The input:
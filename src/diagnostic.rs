//! Error types for the two failure tiers.
//!
//! `ParseError` signals that a grammar alternative did not match; the
//! caller restores its saved position and tries the next alternative, so
//! most values of this type never reach a user. Only a failure that
//! survives to the top level is reported as a syntax error.
//!
//! `SemanticError` is fatal for the current translation unit: resolution
//! halts and the error identifies the offending construct.

use crate::source::SourceSpan;
use crate::token::TokenKind;

/// Parse errors. Returning one of these is the ordinary way a grammar
/// alternative reports "no match"; it must never panic or unwind.
#[derive(Debug, Clone, thiserror::Error)]
pub enum ParseError {
    #[error("Unexpected token: expected {expected}, found {found:?}")]
    UnexpectedToken {
        expected: String,
        found: TokenKind,
        location: SourceSpan,
    },

    #[error("Unexpected end of input")]
    UnexpectedEof { location: SourceSpan },

    #[error("Syntax error: {message}")]
    SyntaxError { message: String, location: SourceSpan },
}

impl ParseError {
    pub fn location(&self) -> SourceSpan {
        match self {
            ParseError::UnexpectedToken { location, .. } => *location,
            ParseError::UnexpectedEof { location } => *location,
            ParseError::SyntaxError { location, .. } => *location,
        }
    }
}

/// Semantic errors. Unrecoverable for the translation unit.
#[derive(Debug, Clone, thiserror::Error)]
pub enum SemanticError {
    #[error("Undeclared identifier '{name}'")]
    UndeclaredIdentifier { name: String },

    #[error("Expected a variable, but '{name}' is a typedef")]
    ExpectedVariable { name: String },

    #[error("Redefinition of '{name}'")]
    Redefinition { name: String },

    #[error("Type mismatch: expected {expected}, found {found}")]
    TypeMismatch { expected: String, found: String },

    #[error("Incomplete type '{name}'")]
    IncompleteType { name: String },

    #[error("Invalid operand: {operation}")]
    InvalidOperand { operation: String },

    #[error("Not an lvalue: {operation}")]
    NotLValue { operation: String },

    #[error("Multiple storage class specifiers")]
    DuplicateStorageClass,

    #[error("Cannot match basic type specifier combination")]
    InvalidTypeCombination,

    #[error("Expected a constant expression: {context}")]
    ExpectedConstant { context: String },

    #[error("Array size must be non-negative, got {size}")]
    NegativeArraySize { size: i32 },

    #[error("Duplicate case label {value}")]
    DuplicateCaseLabel { value: i32 },

    #[error("Multiple default labels in one switch")]
    MultipleDefaultLabels,

    #[error("Record '{name}' has no member '{member}'")]
    UnknownMember { name: String, member: String },

    #[error("Wrong number of arguments to '{name}': expected {expected}, found {found}")]
    ArgumentCountMismatch {
        name: String,
        expected: usize,
        found: usize,
    },

    #[error("Unsupported cast from {from} to {to}")]
    UnsupportedCast { from: String, to: String },

    #[error("Declaration needs a name")]
    MissingDeclaratorName,
}
//! Resolution of statements and function definitions.

use log::debug;

use crate::diagnostic::SemanticError;
use crate::parser::tree;

use super::ast::{BlockItem, Expr, FuncDef, Stmt};
use super::declarations::{compose_declr, resolve_decln, resolve_decln_specs};
use super::env::{DeclKind, Env};
use super::expressions::{decay, resolve_expr};
use super::typecast::make_cast;
use super::types::{ExprType, RecordRegistry, TypeKind};

/// Resolves one statement, threading the environment (compound
/// statements contain declarations).
pub fn resolve_stmt(
    stmt: &tree::Stmt,
    env: Env,
    records: &mut RecordRegistry,
) -> Result<(Env, Stmt), SemanticError> {
    match stmt {
        tree::Stmt::Empty => Ok((env, Stmt::Empty)),
        tree::Stmt::Expr(expr) => {
            let resolved = resolve_expr(expr, &env, records)?;
            Ok((env, Stmt::Expr(resolved)))
        }
        tree::Stmt::Compound(items) => {
            let mut inner = env.enter_scope();
            let mut resolved = Vec::with_capacity(items.len());
            for item in items {
                match item {
                    tree::BlockItem::Decln(decln) => {
                        let (next, declns) = resolve_decln(decln, inner, records)?;
                        inner = next;
                        resolved.push(BlockItem::Declns(declns));
                    }
                    tree::BlockItem::Stmt(stmt) => {
                        let (next, stmt) = resolve_stmt(stmt, inner, records)?;
                        inner = next;
                        resolved.push(BlockItem::Stmt(stmt));
                    }
                }
            }
            Ok((inner.exit_scope(), Stmt::Compound(resolved)))
        }
        tree::Stmt::If(cond, then_stmt) => {
            let cond = resolve_condition(cond, &env, records)?;
            let (env, then_stmt) = resolve_stmt(then_stmt, env, records)?;
            Ok((env, Stmt::If(cond, Box::new(then_stmt))))
        }
        tree::Stmt::IfElse(cond, then_stmt, else_stmt) => {
            let cond = resolve_condition(cond, &env, records)?;
            let (env, then_stmt) = resolve_stmt(then_stmt, env, records)?;
            let (env, else_stmt) = resolve_stmt(else_stmt, env, records)?;
            Ok((
                env,
                Stmt::IfElse(cond, Box::new(then_stmt), Box::new(else_stmt)),
            ))
        }
        tree::Stmt::While(cond, body) => {
            let cond = resolve_condition(cond, &env, records)?;
            let (env, body) = resolve_stmt(body, env, records)?;
            Ok((env, Stmt::While(cond, Box::new(body))))
        }
        tree::Stmt::DoWhile(body, cond) => {
            let (env, body) = resolve_stmt(body, env, records)?;
            let cond = resolve_condition(cond, &env, records)?;
            Ok((env, Stmt::DoWhile(Box::new(body), cond)))
        }
        tree::Stmt::For(init, cond, step, body) => {
            let init = init
                .as_ref()
                .map(|e| resolve_expr(e, &env, records))
                .transpose()?;
            let cond = cond
                .as_ref()
                .map(|e| resolve_condition(e, &env, records))
                .transpose()?;
            let step = step
                .as_ref()
                .map(|e| resolve_expr(e, &env, records))
                .transpose()?;
            let (env, body) = resolve_stmt(body, env, records)?;
            Ok((env, Stmt::For(init, cond, step, Box::new(body))))
        }
        tree::Stmt::Switch(cond, body) => {
            let cond = resolve_expr(cond, &env, records)?;
            if !cond.ty().is_integral() {
                return Err(SemanticError::InvalidOperand {
                    operation: format!("switch on {}", cond.ty()),
                });
            }
            let cond = make_cast(cond, ExprType::long_type())?;
            let (env, body) = resolve_stmt(body, env, records)?;
            check_switch_labels(&body)?;
            Ok((env, Stmt::Switch(cond, Box::new(body))))
        }
        tree::Stmt::Case(value, stmt) => {
            let value = resolve_expr(value, &env, records)?;
            let value = make_cast(value, ExprType::long_type())?;
            let Expr::ConstLong(value) = value else {
                return Err(SemanticError::ExpectedConstant {
                    context: "case label".to_string(),
                });
            };
            let (env, stmt) = resolve_stmt(stmt, env, records)?;
            Ok((env, Stmt::Case(value, Box::new(stmt))))
        }
        tree::Stmt::Default(stmt) => {
            let (env, stmt) = resolve_stmt(stmt, env, records)?;
            Ok((env, Stmt::Default(Box::new(stmt))))
        }
        tree::Stmt::Goto(label) => Ok((env, Stmt::Goto(*label))),
        tree::Stmt::Labeled(label, stmt) => {
            let (env, stmt) = resolve_stmt(stmt, env, records)?;
            Ok((env, Stmt::Labeled(*label, Box::new(stmt))))
        }
        tree::Stmt::Break => Ok((env, Stmt::Break)),
        tree::Stmt::Continue => Ok((env, Stmt::Continue)),
        tree::Stmt::Return(value) => {
            let func = env
                .current_function()
                .ok_or_else(|| SemanticError::InvalidOperand {
                    operation: "return outside a function".to_string(),
                })?;
            let ret_is_void = matches!(func.ret.kind, TypeKind::Void);
            let value = match value {
                Some(expr) => {
                    if ret_is_void {
                        return Err(SemanticError::TypeMismatch {
                            expected: "void".to_string(),
                            found: "return value".to_string(),
                        });
                    }
                    let resolved = decay(resolve_expr(expr, &env, records)?);
                    Some(make_cast(resolved, func.ret.clone())?)
                }
                None => {
                    if !ret_is_void {
                        return Err(SemanticError::TypeMismatch {
                            expected: func.ret.to_string(),
                            found: "return with no value".to_string(),
                        });
                    }
                    None
                }
            };
            Ok((env, Stmt::Return(value)))
        }
    }
}

/// A controlling expression must be scalar.
fn resolve_condition(
    expr: &tree::Expr,
    env: &Env,
    records: &mut RecordRegistry,
) -> Result<Expr, SemanticError> {
    let resolved = decay(resolve_expr(expr, env, records)?);
    if !resolved.ty().is_scalar() {
        return Err(SemanticError::InvalidOperand {
            operation: format!("condition of type {}", resolved.ty()),
        });
    }
    Ok(resolved)
}

/// Resolves a function definition: registers the function globally,
/// binds it as the current function (making its parameters visible),
/// and resolves the body.
pub fn resolve_func_def(
    func_def: &tree::FuncDef,
    env: Env,
    records: &mut RecordRegistry,
) -> Result<(Env, FuncDef), SemanticError> {
    let (env, storage, base) = resolve_decln_specs(&func_def.specs, env, records)?;
    if storage == super::ast::StorageClass::Typedef {
        return Err(SemanticError::InvalidOperand {
            operation: "typedef on a function definition".to_string(),
        });
    }

    let (name, ty) = compose_declr(&func_def.declr, base, &env, records)?;
    let name = name.ok_or(SemanticError::MissingDeclaratorName)?;
    let func = match &ty.kind {
        TypeKind::Function(func) => func.clone(),
        _ => {
            return Err(SemanticError::TypeMismatch {
                expected: "function".to_string(),
                found: ty.to_string(),
            });
        }
    };
    debug!("resolve_func_def: '{}' : {}", name, ty);

    let env = env.declare(DeclKind::Global, name, ty, records)?;

    let body_env = env.set_current_function(func.clone());
    let (_, body) = resolve_stmt(&func_def.body, body_env, records)?;

    Ok((env, FuncDef { name, ty: func, body }))
}

/// After a switch body is resolved, its case labels must be distinct
/// and at most one default label may appear. Nested switches own their
/// own labels.
fn check_switch_labels(body: &Stmt) -> Result<(), SemanticError> {
    let mut values = Vec::new();
    let mut defaults = 0usize;
    collect_switch_labels(body, &mut values, &mut defaults)?;
    if defaults > 1 {
        return Err(SemanticError::MultipleDefaultLabels);
    }
    Ok(())
}

fn collect_switch_labels(
    stmt: &Stmt,
    values: &mut Vec<i32>,
    defaults: &mut usize,
) -> Result<(), SemanticError> {
    match stmt {
        Stmt::Case(value, inner) => {
            if values.contains(value) {
                return Err(SemanticError::DuplicateCaseLabel { value: *value });
            }
            values.push(*value);
            collect_switch_labels(inner, values, defaults)
        }
        Stmt::Default(inner) => {
            *defaults += 1;
            collect_switch_labels(inner, values, defaults)
        }
        Stmt::Compound(items) => {
            for item in items {
                if let BlockItem::Stmt(stmt) = item {
                    collect_switch_labels(stmt, values, defaults)?;
                }
            }
            Ok(())
        }
        Stmt::If(_, then_stmt) => collect_switch_labels(then_stmt, values, defaults),
        Stmt::IfElse(_, then_stmt, else_stmt) => {
            collect_switch_labels(then_stmt, values, defaults)?;
            collect_switch_labels(else_stmt, values, defaults)
        }
        Stmt::While(_, body) | Stmt::DoWhile(body, _) | Stmt::For(_, _, _, body) => {
            collect_switch_labels(body, values, defaults)
        }
        Stmt::Labeled(_, inner) => collect_switch_labels(inner, values, defaults),
        // a nested switch consumes its own labels
        Stmt::Switch(..) => Ok(()),
        _ => Ok(()),
    }
}
#[test]
fn mentioning_a_complete_struct_reuses_it() {
    let unit = resolve("struct Foo { int a; }; struct Foo x;").unwrap();
    let declns = declns(&unit);
    let TypeKind::Record { handle, .. } = declns[0].ty.kind else {
        panic!("expected a record type");
    };
    assert!(unit.records.is_complete(handle));
    assert_eq!(unit.records.size_align(handle).unwrap(), (4, 4));
}

#[test]
fn self_referential_struct_completes_through_its_placeholder() {
    let unit = resolve("struct Node { int value; struct Node *next; };").unwrap();
    let entry = unit.env.lookup(sym("struct Node")).unwrap();
    let TypeKind::Record { handle, .. } = entry.ty.kind else {
        panic!("expected a record type");
    };
    let next = unit.records.member(handle, sym("next")).unwrap();
    let TypeKind::Pointer(pointee) = &next.ty.kind else {
        panic!("expected a pointer member");
    };
    let TypeKind::Record { handle: inner, .. } = pointee.kind else {
        panic!("expected a pointer to the record");
    };
    assert_eq!(inner, handle);
    assert_eq!(unit.records.size_align(handle).unwrap(), (8, 4));
}

#[test]
fn forward_declared_struct_keeps_its_handle_when_completed() {
    let unit = resolve(
        "struct Foo; struct Bar { struct Foo *link; }; struct Foo { int a; }; \
         int f(struct Bar *b) { return b->link->a; }",
    )
    .unwrap();
    assert!(!unit.declns.is_empty());
}

// ------------------------------------------------------------------
// statements
// ------------------------------------------------------------------

#[test]
fn duplicate_case_labels_are_rejected() {
    let err = resolve(
        "int f(int n) { switch (n) { case 3: return 1; case 3: return 2; } return 0; }",
    )
    .unwrap_err();
    assert!(matches!(err, SemanticError::DuplicateCaseLabel { value: 3 }));
}

#[test]
fn multiple_default_labels_are_rejected() {
    let err = resolve(
        "int f(int n) { switch (n) { default: return 1; default: return 2; } return 0; }",
    )
    .unwrap_err();
    assert!(matches!(err, SemanticError::MultipleDefaultLabels));
}

#[test]
fn nested_switches_own_their_labels() {
    assert!(resolve(
        "int f(int n) { switch (n) { case 1: switch (n) { case 1: return 1; } return 2; } return 0; }",
    )
    .is_ok());
}

#[test]
fn switch_condition_must_be_integral() {
    let err = resolve("int f(double d) { switch (d) { case 1: return 1; } return 0; }").unwrap_err();
    assert!(matches!(err, SemanticError::InvalidOperand { .. }));
}

#[test]
fn return_values_are_cast_to_the_return_type() {
    let unit = resolve("double f(void) { return 1; }").unwrap();
    assert_eq!(*only_return_expr(&unit), Expr::ConstDouble(1.0));

    let err = resolve("void f(void) { return 1; }").unwrap_err();
    assert!(matches!(err, SemanticError::TypeMismatch { .. }));
}

#[test]
fn sibling_scopes_reuse_stack_space() {
    // both blocks declare one int; the frame never needs more than one
    // slot at a time
    assert!(resolve("int f(void) { { int a; a = 1; } { int b; b = 2; } return 0; }").is_ok());
}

What you should do:
Return the span of lines in the data above that opens at the line with "resolve_condition(e, &env, records))" and closes at the line with "let value = resolve_expr(value, &env, records)?;", exactly, ends included, nothing else.

Response area:
                .map(|e| resolve_condition(e, &env, records))
                .transpose()?;
            let step = step
                .as_ref()
                .map(|e| resolve_expr(e, &env, records))
                .transpose()?;
            let (env, body) = resolve_stmt(body, env, records)?;
            Ok((env, Stmt::For(init, cond, step, Box::new(body))))
        }
        tree::Stmt::Switch(cond, body) => {
            let cond = resolve_expr(cond, &env, records)?;
            if !cond.ty().is_integral() {
                return Err(SemanticError::InvalidOperand {
                    operation: format!("switch on {}", cond.ty()),
                });
            }
            let cond = make_cast(cond, ExprType::long_type())?;
            let (env, body) = resolve_stmt(body, env, records)?;
            check_switch_labels(&body)?;
            Ok((env, Stmt::Switch(cond, Box::new(body))))
        }
        tree::Stmt::Case(value, stmt) => {
            let value = resolve_expr(value, &env, records)?;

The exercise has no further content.